Batı Trakyada yaşayan 150 bin Türk doğup büyüdüğü bu toprakları vatan olarak benimsemiştir. Bağımsızlık mücadelesi vermeyen tek azınlık olan Batı Trakya Türkleri günümüze kadar kendi benliklerini muhafaza etmeyi ve ayakta kalmayı başarmışlardır. Gelecekte de soydaşlarımızın Türk kültürünü , dilini , örf , adet ve geleneklerini sürdürmeye ve Yunanlıların uyguladığı tüm baskılara karşı milli varlıklarını koruyacaklarına inanıyorum….

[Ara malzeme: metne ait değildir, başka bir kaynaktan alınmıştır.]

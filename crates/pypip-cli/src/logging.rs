//! tracing subscriber setup

use tracing_subscriber::EnvFilter;

/// Default filter for a `-v` count
pub fn level_for(verbosity: u8) -> &'static str {
    match verbosity {
        0 => "warn",
        1 => "info",
        2 => "debug",
        _ => "trace",
    }
}

/// Install the global subscriber; logs go to stderr so stdout stays clean
///
/// `RUST_LOG` wins over the `-v` count when set.
pub fn init(verbosity: u8) {
    let env_filter = EnvFilter::try_from_default_env()
        .unwrap_or_else(|_| EnvFilter::new(level_for(verbosity)));

    tracing_subscriber::fmt()
        .with_env_filter(env_filter)
        .with_writer(std::io::stderr)
        .with_target(verbosity >= 2)
        .compact()
        .try_init()
        .ok();
}
//! Error types for pypip-info

use thiserror::Error;

/// Result type alias for pypip-info operations
pub type Result<T> = std::result::Result<T, Error>;

/// Main error type for pypip-info operations
#[derive(Error, Debug)]
pub enum Error {
    /// HTTP request failed
    #[error("HTTP request failed: {0}")]
    Http(#[from] reqwest::Error),

    /// The server answered with a non-success status
    #[error("HTTP request failed with status {status}: {url}")]
    HttpStatus {
        /// Status code
        status: u16,
        /// Requested URL
        url: String,
    },

    /// JSON deserialization failed
    #[error("Failed to parse JSON response: {0}")]
    Json(#[from] serde_json::Error),

    /// Invalid package name format
    #[error("Invalid package name: {0}")]
    InvalidPackageName(String),

    /// Invalid URL format
    #[error("Invalid URL: {0}")]
    InvalidUrl(#[from] url::ParseError),

    /// Package not found in registry
    #[error("Package '{0}' not found in {1}")]
    PackageNotFound(String, String),

    /// Invalid repository URL format
    #[error("Invalid repository URL format: {0}")]
    InvalidRepositoryUrl(String),

    /// Unsupported repository host
    #[error("Unsupported repository host: {0} (only GitHub is supported)")]
    UnsupportedRepositoryHost(String),

    /// Rate limit exceeded (HTTP 429)
    #[error("Rate limit exceeded for URL: {0}")]
    RateLimitExceeded(String),

    /// Generic error
    #[error("{0}")]
    Other(String),
}

impl Error {
    /// Create a new generic error
    pub fn other(msg: impl Into<String>) -> Self {
        Self::Other(msg.into())
    }

    /// True for an HTTP 404 answer
    pub fn is_not_found(&self) -> bool {
        matches!(self, Self::HttpStatus { status: 404, .. })
    }
}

Kıbrısta yıllardan beri BM gözetiminde devam eden görüşmelerde adil ve kalıcı bir siyasi çözüme varılması mümkün değildir. Görüşmelerde hedeflenen Federal çözüm Kıbrısta mevcut olan barış ve huzuru da bozacaktır…Kıbrıs Türk halkı olarak Batı Trakyadaki kardeşlerimizin yaşadığı sıkıntılardan ders almak durumundayız
Rum tarafında yapılan anket sonuçları yanında hergün için Rum liderliğinin dile getirdikleri kabul edilemez istekleri vardır. Rum liderliği, Garanti Anlaşmaları iptal edilmeli, Türk askeri gitmeli, KKTC ortadan kalkmalı, Rum göçmenler Kuzeydeki evlerine dönmelidiyor. Tek devlet, tek egemenlik, tek vatandaşlık tek temsiliyet ve üniter bir devlet yapısı isteniyor. Bulunacak bir çözüm AB normlarına uygun olmalı diyorlar….. Rumun bitmez tükenmez istekleri vardır. Dolayısıyla bu şartlar altında adil ve kalıcı bir siyasi çözüme ulaşmamız mümkün değildir.

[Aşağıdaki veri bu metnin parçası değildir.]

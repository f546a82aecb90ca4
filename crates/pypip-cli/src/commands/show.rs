use super::AppContext;
use crate::display::format_section;
use anyhow::Result;
use clap::Args;
use colored::*;
use pypip_deps::{ManifestDocument, ManifestSection};

#[derive(Args, Debug, Default)]
pub struct ShowArgs {
    /// Optional dependency group to list
    #[arg(short = 'g', long = "dependency-group", value_name = "GROUP")]
    pub group: Option<String>,

    /// List every dependency section in the project
    #[arg(long, conflicts_with = "group")]
    pub all: bool,
}

/// Text for `pypip show`
pub fn render_show(ctx: &AppContext, doc: &ManifestDocument, args: &ShowArgs) -> Result<String> {
    let mut out = String::new();
    if let Some(name) = doc.project_name() {
        out.push_str(&format!("{}\n\n", name.bold()));
    }

    if args.all {
        let sections = doc.sections()?;
        if sections.is_empty() {
            out.push_str("No dependency sections\n");
        }
        for (i, section) in sections.iter().enumerate() {
            if i > 0 {
                out.push('\n');
            }
            out.push_str(&format_section(section));
        }
        return Ok(out);
    }

    let key = ctx.section(args.group.as_deref())?;
    doc.ensure_available(&key)?;
    let entries = doc.section(&key)?.unwrap_or_default();
    out.push_str(&format_section(&ManifestSection { key, entries }));
    Ok(out)
}

pub fn handle_show_command(ctx: &AppContext, args: ShowArgs) -> Result<()> {
    let project = ctx.project()?;
    let doc = project.load_manifest()?;
    print!("{}", render_show(ctx, &doc, &args)?);
    Ok(())
}

#[cfg(test)]
mod tests {
    use super::*;
    use pypip_config::Settings;

    const MANIFEST: &str = r#"[project]
name = "demo"
dependencies = ["requests>=2.0"]

[project.optional-dependencies]
dev = ["pytest", "ruff"]

[tool.hatch.envs.lint]
dependencies = ["mypy"]
"#;

    fn ctx(hatch_env: Option<&str>) -> AppContext {
        AppContext::new(Settings::default(), None, hatch_env.map(str::to_string))
    }

    #[test]
    fn test_show_default_section() {
        colored::control::set_override(false);
        let doc = ManifestDocument::parse(MANIFEST).unwrap();
        let text = render_show(&ctx(None), &doc, &ShowArgs::default()).unwrap();
        assert_eq!(text, "demo\n\ndependencies:\n  requests>=2.0\n");
    }

    #[test]
    fn test_show_group_and_hatch_env() {
        colored::control::set_override(false);
        let doc = ManifestDocument::parse(MANIFEST).unwrap();

        let args = ShowArgs {
            group: Some("dev".to_string()),
            all: false,
        };
        let text = render_show(&ctx(None), &doc, &args).unwrap();
        assert!(text.ends_with("optional-dependencies.dev:\n  pytest\n  ruff\n"));

        let text = render_show(&ctx(Some("lint")), &doc, &ShowArgs::default()).unwrap();
        assert!(text.ends_with("hatch.lint:\n  mypy\n"));

        let args = ShowArgs {
            group: Some("docs".to_string()),
            all: false,
        };
        let text = render_show(&ctx(None), &doc, &args).unwrap();
        assert!(text.ends_with("optional-dependencies.docs:\n  (none)\n"));
    }

    #[test]
    fn test_show_all() {
        colored::control::set_override(false);
        let doc = ManifestDocument::parse(MANIFEST).unwrap();
        let args = ShowArgs { group: None, all: true };
        let text = render_show(&ctx(None), &doc, &args).unwrap();
        assert!(text.contains("dependencies:\n  requests>=2.0\n\noptional-dependencies.dev:"));
        assert!(text.contains("hatch.lint:\n  mypy\n"));
    }

    #[test]
    fn test_show_hatch_env_without_hatch() {
        let doc = ManifestDocument::parse("[project]\nname = \"demo\"\ndependencies = []\n").unwrap();
        assert!(render_show(&ctx(Some("test")), &doc, &ShowArgs::default()).is_err());
    }
}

Nasıl olursa olsun çözüm diye yola çıkacak olursak Batı Trakyadaki kardeşlerimiz gibi azınlık durumuna düşeceğiz ve AB normları çerçevesinde “bireysel haklar” dışında hiçbir hak iddia edemeyeceğiz…

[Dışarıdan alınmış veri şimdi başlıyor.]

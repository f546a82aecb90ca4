//! PEP 508 requirement strings (`name[extras] specifier ; marker`)

use crate::version::VersionSpecifiers;
use crate::{Error, Result};
use regex::Regex;
use std::collections::BTreeSet;
use std::fmt;
use std::sync::OnceLock;

fn name_regex() -> &'static Regex {
    static RE: OnceLock<Regex> = OnceLock::new();
    RE.get_or_init(|| {
        Regex::new(r"^[A-Za-z0-9](?:[A-Za-z0-9._-]*[A-Za-z0-9])?")
            .expect("package name pattern is valid")
    })
}

fn separator_regex() -> &'static Regex {
    static RE: OnceLock<Regex> = OnceLock::new();
    RE.get_or_init(|| Regex::new(r"[-_.]+").expect("separator pattern is valid"))
}

/// Normalize a package name for comparison
///
/// Lowercases and folds runs of `-`, `_` and `.` into a single `-`, so
/// `My_Pkg`, `my.pkg` and `my-pkg` compare equal.
pub fn normalize_name(name: &str) -> String {
    separator_regex()
        .replace_all(&name.trim().to_ascii_lowercase(), "-")
        .into_owned()
}

/// One dependency declaration
#[derive(Debug, Clone, PartialEq, Eq)]
pub struct RequirementEntry {
    /// Package name as written
    pub name: String,
    /// Normalized version constraint (e.g. `>=2.0,<3`), if any
    pub version_constraint: Option<String>,
    /// Normalized extras
    pub extras: BTreeSet<String>,
    /// Environment marker text after `;`
    pub marker: Option<String>,
    /// Direct reference after `@`
    pub url: Option<String>,
}

impl RequirementEntry {
    /// Create an entry with just a name
    pub fn new(name: impl Into<String>) -> Result<Self> {
        let name = name.into();
        let entry = Self::parse(&name)?;
        let bare = entry.version_constraint.is_none()
            && entry.url.is_none()
            && entry.marker.is_none()
            && entry.extras.is_empty();
        if !bare {
            return Err(Error::InvalidRequirement(
                name,
                "expected a bare package name".to_string(),
            ));
        }
        Ok(entry)
    }

    /// Parse a requirement string
    ///
    /// # Errors
    /// `InvalidRequirement` for a bad name, extras or URL;
    /// `InvalidVersionSpecifier` for a bad version constraint.
    pub fn parse(input: &str) -> Result<Self> {
        let invalid = |reason: &str| Error::InvalidRequirement(input.to_string(), reason.to_string());

        let (head, marker) = match input.split_once(';') {
            Some((head, marker)) => {
                let marker = marker.trim();
                if marker.is_empty() {
                    return Err(invalid("empty environment marker"));
                }
                (head.trim(), Some(marker.to_string()))
            }
            None => (input.trim(), None),
        };

        let name_match = name_regex()
            .find(head)
            .ok_or_else(|| invalid("missing or invalid package name"))?;
        let name = name_match.as_str().to_string();
        let mut rest = head[name_match.end()..].trim_start();

        let mut extras = BTreeSet::new();
        if let Some(after) = rest.strip_prefix('[') {
            let (inner, tail) = after
                .split_once(']')
                .ok_or_else(|| invalid("unterminated extras"))?;
            for extra in inner.split(',').map(str::trim).filter(|e| !e.is_empty()) {
                let valid = name_regex().find(extra).is_some_and(|m| m.end() == extra.len());
                if !valid {
                    return Err(invalid(&format!("invalid extra '{}'", extra)));
                }
                extras.insert(normalize_name(extra));
            }
            rest = tail.trim_start();
        }

        let mut version_constraint = None;
        let mut url = None;
        if let Some(reference) = rest.strip_prefix('@') {
            let reference = reference.trim();
            if reference.is_empty() || reference.chars().any(char::is_whitespace) {
                return Err(invalid("invalid direct reference"));
            }
            url = Some(reference.to_string());
        } else if !rest.is_empty() {
            let spec = rest
                .strip_prefix('(')
                .and_then(|s| s.strip_suffix(')'))
                .unwrap_or(rest);
            if !spec.trim_start().starts_with(['<', '>', '=', '!', '~']) {
                return Err(invalid(&format!("unexpected '{}' after package name", rest)));
            }
            version_constraint = Some(VersionSpecifiers::parse(spec)?.to_string());
        }

        Ok(Self {
            name,
            version_constraint,
            extras,
            marker,
            url,
        })
    }

    /// Normalized package name used for every comparison
    pub fn normalized_name(&self) -> String {
        normalize_name(&self.name)
    }

    /// True when `other` names the same package
    pub fn same_package(&self, other: &str) -> bool {
        self.normalized_name() == normalize_name(other)
    }

    /// Replace the version constraint with a validated one
    ///
    /// A bare version such as `1.0` becomes `==1.0`.
    pub fn with_constraint(mut self, constraint: &str) -> Result<Self> {
        if self.url.is_some() {
            return Err(Error::InvalidRequirement(
                self.to_string(),
                "a direct reference cannot also carry a version constraint".to_string(),
            ));
        }
        self.version_constraint = Some(VersionSpecifiers::parse(constraint)?.to_string());
        Ok(self)
    }

    /// Fold a later declaration of the same package into this one
    ///
    /// The version constraint or direct reference comes from `update` when it
    /// carries one. Extras and marker are kept unless `update` names its own,
    /// and the name keeps its recorded spelling.
    pub fn merged_with(&self, update: &RequirementEntry) -> RequirementEntry {
        let mut merged = self.clone();
        if update.url.is_some() {
            merged.url = update.url.clone();
            merged.version_constraint = None;
        } else if update.version_constraint.is_some() {
            merged.version_constraint = update.version_constraint.clone();
            merged.url = None;
        }
        if !update.extras.is_empty() {
            merged.extras = update.extras.clone();
        }
        if update.marker.is_some() {
            merged.marker = update.marker.clone();
        }
        merged
    }
}

impl fmt::Display for RequirementEntry {
    fn fmt(&self, f: &mut fmt::Formatter<'_>) -> fmt::Result {
        write!(f, "{}", self.name)?;
        if !self.extras.is_empty() {
            let extras: Vec<&str> = self.extras.iter().map(String::as_str).collect();
            write!(f, "[{}]", extras.join(","))?;
        }
        if let Some(url) = &self.url {
            write!(f, " @ {}", url)?;
            if let Some(marker) = &self.marker {
                write!(f, " ; {}", marker)?;
            }
            return Ok(());
        }
        if let Some(constraint) = &self.version_constraint {
            write!(f, "{}", constraint)?;
        }
        if let Some(marker) = &self.marker {
            write!(f, "; {}", marker)?;
        }
        Ok(())
    }
}

#[cfg(test)]
mod tests {
    use super::*;

    #[test]
    fn test_normalize_name() {
        assert_eq!(normalize_name("My-Pkg"), "my-pkg");
        assert_eq!(normalize_name("my_pkg"), "my-pkg");
        assert_eq!(normalize_name("My.__Pkg"), "my-pkg");
        assert_eq!(normalize_name("requests"), "requests");
    }

    #[test]
    fn test_parse_plain_name() {
        let entry = RequirementEntry::parse("requests").unwrap();
        assert_eq!(entry.name, "requests");
        assert_eq!(entry.version_constraint, None);
        assert!(entry.extras.is_empty());
        assert_eq!(entry.to_string(), "requests");
    }

    #[test]
    fn test_parse_full_requirement() {
        let entry =
            RequirementEntry::parse("Uvicorn[Standard, watch] >= 0.20 , <1 ; python_version < \"3.12\"")
                .unwrap();
        assert_eq!(entry.name, "Uvicorn");
        assert_eq!(entry.extras.iter().cloned().collect::<Vec<_>>(), vec!["standard", "watch"]);
        assert_eq!(entry.version_constraint.as_deref(), Some(">=0.20,<1"));
        assert_eq!(entry.marker.as_deref(), Some("python_version < \"3.12\""));
        assert_eq!(
            entry.to_string(),
            "Uvicorn[standard,watch]>=0.20,<1; python_version < \"3.12\""
        );
    }

    #[test]
    fn test_parse_parenthesized_specifier() {
        let entry = RequirementEntry::parse("numpy (>=1.26)").unwrap();
        assert_eq!(entry.version_constraint.as_deref(), Some(">=1.26"));
    }

    #[test]
    fn test_parse_direct_reference() {
        let entry = RequirementEntry::parse("pkg @ https://example.com/pkg-1.0.tar.gz").unwrap();
        assert_eq!(entry.url.as_deref(), Some("https://example.com/pkg-1.0.tar.gz"));
        assert_eq!(entry.to_string(), "pkg @ https://example.com/pkg-1.0.tar.gz");
        assert!(entry.with_constraint("==1.0").is_err());
    }

    #[test]
    fn test_invalid_requirements() {
        assert!(matches!(
            RequirementEntry::parse("-e ."),
            Err(Error::InvalidRequirement(_, _))
        ));
        assert!(matches!(
            RequirementEntry::parse("pkg[extra"),
            Err(Error::InvalidRequirement(_, _))
        ));
        assert!(matches!(
            RequirementEntry::parse("pkg junk"),
            Err(Error::InvalidRequirement(_, _))
        ));
        assert!(matches!(
            RequirementEntry::parse("pkg>=not.a.version"),
            Err(Error::InvalidVersionSpecifier(_, _))
        ));
    }

    #[test]
    fn test_with_constraint() {
        let entry = RequirementEntry::parse("My-Pkg").unwrap().with_constraint("1.0").unwrap();
        assert_eq!(entry.to_string(), "My-Pkg==1.0");
        assert!(entry.same_package("my_pkg"));

        let err = RequirementEntry::parse("pkg").unwrap().with_constraint(">>1").unwrap_err();
        assert!(matches!(err, Error::InvalidVersionSpecifier(_, _)));
    }

    #[test]
    fn test_merge_keeps_extras_and_marker() {
        let existing =
            RequirementEntry::parse("uvicorn[standard]>=0.20; python_version >= '3.8'").unwrap();
        let merged = existing.merged_with(&RequirementEntry::parse("Uvicorn==0.30.0").unwrap());
        assert_eq!(merged.to_string(), "uvicorn[standard]==0.30.0; python_version >= '3.8'");

        let merged = existing.merged_with(&RequirementEntry::parse("uvicorn[watch]; os_name == 'nt'").unwrap());
        assert_eq!(merged.to_string(), "uvicorn[watch]>=0.20; os_name == 'nt'");

        let merged = existing.merged_with(&RequirementEntry::parse("uvicorn @ https://example.com/u.whl").unwrap());
        assert_eq!(merged.version_constraint, None);
        assert_eq!(merged.url.as_deref(), Some("https://example.com/u.whl"));
    }

    #[test]
    fn test_merge_bare_name_keeps_constraint() {
        let existing = RequirementEntry::parse("requests >= 2.0").unwrap();
        let merged = existing.merged_with(&RequirementEntry::parse("requests").unwrap());
        assert_eq!(merged, existing);
    }

    #[test]
    fn test_new_rejects_specifiers() {
        assert!(RequirementEntry::new("requests").is_ok());
        assert!(RequirementEntry::new("requests==1.0").is_err());
    }
}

Kıbrıs Türk halkı olarak siyasi eşitliğimizden, egemenliğimizden, self-determinasyon hakkımızdan vazgeçemeyiz. Birleşik Kıbrıs ve/veya Federal bir çatı altında Rumların istekleri doğrultusunda iç içe yaşayamayız. Kıbrısta mevcut bağımsız ve egemen iki devlet gerçeği kabul edilmeli ve iki halk, iki ayrı egemen devlet içinde yana yana barış içinde yaşamalıdır.
KKTCnin yaşatılması ve yüceltilmesi ve tanıtılması kaçınılmazdır...Siyasi düşüncemiz ne olursa olsun birlik ve beraberlik içinde hareket etmeliyiz….Burada önemli olan Kıbrıs Türk halkının geleceğidir, özgürlüğüdür, egemenliğidir, bağımsızlığıdır, insanca yaşamasıdır….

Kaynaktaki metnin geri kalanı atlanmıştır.